Data in this exercise Block Start

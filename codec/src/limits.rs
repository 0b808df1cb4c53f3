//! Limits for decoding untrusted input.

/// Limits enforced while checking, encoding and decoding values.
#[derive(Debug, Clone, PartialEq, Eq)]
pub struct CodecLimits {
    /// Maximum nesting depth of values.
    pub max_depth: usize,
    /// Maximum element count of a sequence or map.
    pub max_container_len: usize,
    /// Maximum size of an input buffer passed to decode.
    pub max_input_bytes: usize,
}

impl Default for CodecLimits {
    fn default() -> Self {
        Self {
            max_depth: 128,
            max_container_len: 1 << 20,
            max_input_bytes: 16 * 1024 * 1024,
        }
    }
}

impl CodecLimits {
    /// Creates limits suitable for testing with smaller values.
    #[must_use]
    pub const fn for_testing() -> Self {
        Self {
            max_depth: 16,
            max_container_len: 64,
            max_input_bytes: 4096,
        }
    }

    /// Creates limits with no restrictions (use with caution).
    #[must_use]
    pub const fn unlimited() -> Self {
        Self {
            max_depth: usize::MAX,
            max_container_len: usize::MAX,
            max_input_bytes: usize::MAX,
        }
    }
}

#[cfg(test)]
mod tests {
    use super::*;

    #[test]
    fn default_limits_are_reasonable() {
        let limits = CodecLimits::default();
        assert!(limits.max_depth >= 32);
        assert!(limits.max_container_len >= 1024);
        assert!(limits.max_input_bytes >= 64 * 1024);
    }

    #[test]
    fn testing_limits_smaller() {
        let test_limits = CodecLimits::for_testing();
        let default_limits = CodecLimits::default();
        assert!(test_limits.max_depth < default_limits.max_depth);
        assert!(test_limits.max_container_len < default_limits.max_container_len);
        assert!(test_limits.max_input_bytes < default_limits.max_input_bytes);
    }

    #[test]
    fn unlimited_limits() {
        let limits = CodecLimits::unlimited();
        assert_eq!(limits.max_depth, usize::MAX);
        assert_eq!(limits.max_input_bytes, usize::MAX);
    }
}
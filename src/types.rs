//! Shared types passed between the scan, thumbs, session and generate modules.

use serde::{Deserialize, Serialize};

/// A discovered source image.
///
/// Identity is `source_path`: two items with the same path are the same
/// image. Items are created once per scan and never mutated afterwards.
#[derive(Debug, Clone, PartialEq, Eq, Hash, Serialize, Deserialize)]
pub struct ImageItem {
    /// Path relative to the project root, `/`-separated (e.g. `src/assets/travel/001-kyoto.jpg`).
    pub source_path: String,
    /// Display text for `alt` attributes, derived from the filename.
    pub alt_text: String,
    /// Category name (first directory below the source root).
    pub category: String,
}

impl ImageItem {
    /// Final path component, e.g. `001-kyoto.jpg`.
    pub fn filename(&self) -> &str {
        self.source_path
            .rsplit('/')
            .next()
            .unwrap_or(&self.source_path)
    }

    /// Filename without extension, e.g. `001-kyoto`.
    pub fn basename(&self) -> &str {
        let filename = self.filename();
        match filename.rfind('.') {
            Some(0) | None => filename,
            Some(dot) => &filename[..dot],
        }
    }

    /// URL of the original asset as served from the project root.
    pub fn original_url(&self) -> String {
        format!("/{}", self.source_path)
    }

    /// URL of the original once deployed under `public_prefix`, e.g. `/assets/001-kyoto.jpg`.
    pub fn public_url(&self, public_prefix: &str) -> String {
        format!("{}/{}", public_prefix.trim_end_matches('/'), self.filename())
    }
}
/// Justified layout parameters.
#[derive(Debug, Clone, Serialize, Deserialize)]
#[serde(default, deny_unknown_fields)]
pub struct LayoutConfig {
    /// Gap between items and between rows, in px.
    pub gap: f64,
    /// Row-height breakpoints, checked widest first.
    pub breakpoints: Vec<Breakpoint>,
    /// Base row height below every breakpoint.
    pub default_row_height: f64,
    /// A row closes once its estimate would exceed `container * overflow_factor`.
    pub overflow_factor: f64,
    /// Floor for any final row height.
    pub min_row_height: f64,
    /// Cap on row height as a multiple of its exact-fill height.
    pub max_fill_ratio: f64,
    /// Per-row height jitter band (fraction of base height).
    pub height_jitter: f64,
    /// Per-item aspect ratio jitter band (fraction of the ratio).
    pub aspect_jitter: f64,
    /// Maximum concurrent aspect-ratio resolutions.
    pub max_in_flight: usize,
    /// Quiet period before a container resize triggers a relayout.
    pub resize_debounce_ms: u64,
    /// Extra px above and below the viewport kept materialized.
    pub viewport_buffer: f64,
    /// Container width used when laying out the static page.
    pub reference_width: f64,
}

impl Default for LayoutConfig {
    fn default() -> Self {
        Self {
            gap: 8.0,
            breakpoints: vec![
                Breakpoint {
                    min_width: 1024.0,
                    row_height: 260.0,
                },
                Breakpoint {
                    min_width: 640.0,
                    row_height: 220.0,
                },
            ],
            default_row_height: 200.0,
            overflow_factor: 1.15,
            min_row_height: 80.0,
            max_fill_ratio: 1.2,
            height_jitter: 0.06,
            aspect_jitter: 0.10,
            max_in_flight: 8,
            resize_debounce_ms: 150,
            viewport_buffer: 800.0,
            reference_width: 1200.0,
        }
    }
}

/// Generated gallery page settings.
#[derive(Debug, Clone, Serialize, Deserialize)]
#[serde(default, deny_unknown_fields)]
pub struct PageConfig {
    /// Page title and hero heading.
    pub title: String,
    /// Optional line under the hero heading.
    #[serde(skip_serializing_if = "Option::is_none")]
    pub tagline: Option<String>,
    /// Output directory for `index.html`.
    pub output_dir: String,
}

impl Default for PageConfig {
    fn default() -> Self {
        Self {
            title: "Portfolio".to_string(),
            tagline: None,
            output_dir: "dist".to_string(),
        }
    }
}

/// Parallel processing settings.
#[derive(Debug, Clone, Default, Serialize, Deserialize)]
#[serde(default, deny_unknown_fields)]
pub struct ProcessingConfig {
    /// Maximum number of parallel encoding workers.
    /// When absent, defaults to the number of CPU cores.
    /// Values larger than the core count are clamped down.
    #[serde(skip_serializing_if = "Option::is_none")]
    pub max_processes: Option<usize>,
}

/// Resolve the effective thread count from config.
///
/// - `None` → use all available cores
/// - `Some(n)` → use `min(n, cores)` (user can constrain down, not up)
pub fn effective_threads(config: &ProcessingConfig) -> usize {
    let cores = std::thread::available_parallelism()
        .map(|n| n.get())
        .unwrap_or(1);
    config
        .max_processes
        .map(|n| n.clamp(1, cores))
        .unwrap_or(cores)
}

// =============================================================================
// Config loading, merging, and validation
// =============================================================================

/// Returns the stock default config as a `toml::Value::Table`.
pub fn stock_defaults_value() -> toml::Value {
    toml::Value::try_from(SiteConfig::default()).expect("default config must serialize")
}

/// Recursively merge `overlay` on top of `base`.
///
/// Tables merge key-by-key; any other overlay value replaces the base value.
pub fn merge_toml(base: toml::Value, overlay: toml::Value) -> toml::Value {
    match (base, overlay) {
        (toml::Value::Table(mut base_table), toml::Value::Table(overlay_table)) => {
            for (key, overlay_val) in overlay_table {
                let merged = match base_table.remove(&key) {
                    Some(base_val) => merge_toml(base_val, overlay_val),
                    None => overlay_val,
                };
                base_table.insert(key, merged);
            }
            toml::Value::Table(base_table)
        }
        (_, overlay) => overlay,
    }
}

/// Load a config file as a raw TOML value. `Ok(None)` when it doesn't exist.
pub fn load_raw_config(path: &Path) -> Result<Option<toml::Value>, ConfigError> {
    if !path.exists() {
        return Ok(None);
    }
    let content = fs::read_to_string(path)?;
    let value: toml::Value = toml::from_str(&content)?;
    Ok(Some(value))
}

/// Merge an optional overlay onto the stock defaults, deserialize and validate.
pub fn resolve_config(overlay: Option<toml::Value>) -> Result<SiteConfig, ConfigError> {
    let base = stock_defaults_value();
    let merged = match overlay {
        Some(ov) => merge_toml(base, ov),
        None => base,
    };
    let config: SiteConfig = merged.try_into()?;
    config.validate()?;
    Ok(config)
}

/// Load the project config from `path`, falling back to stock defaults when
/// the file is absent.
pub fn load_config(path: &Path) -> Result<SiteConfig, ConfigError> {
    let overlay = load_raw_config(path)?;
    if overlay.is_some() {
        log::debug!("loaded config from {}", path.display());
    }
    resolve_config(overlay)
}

Data in this exercise Block End

**What is being asked:** Please show every line above that includes the word "band".

**Task response:**
    /// Per-row height jitter band (fraction of base height).
    /// Per-item aspect ratio jitter band (fraction of the ratio).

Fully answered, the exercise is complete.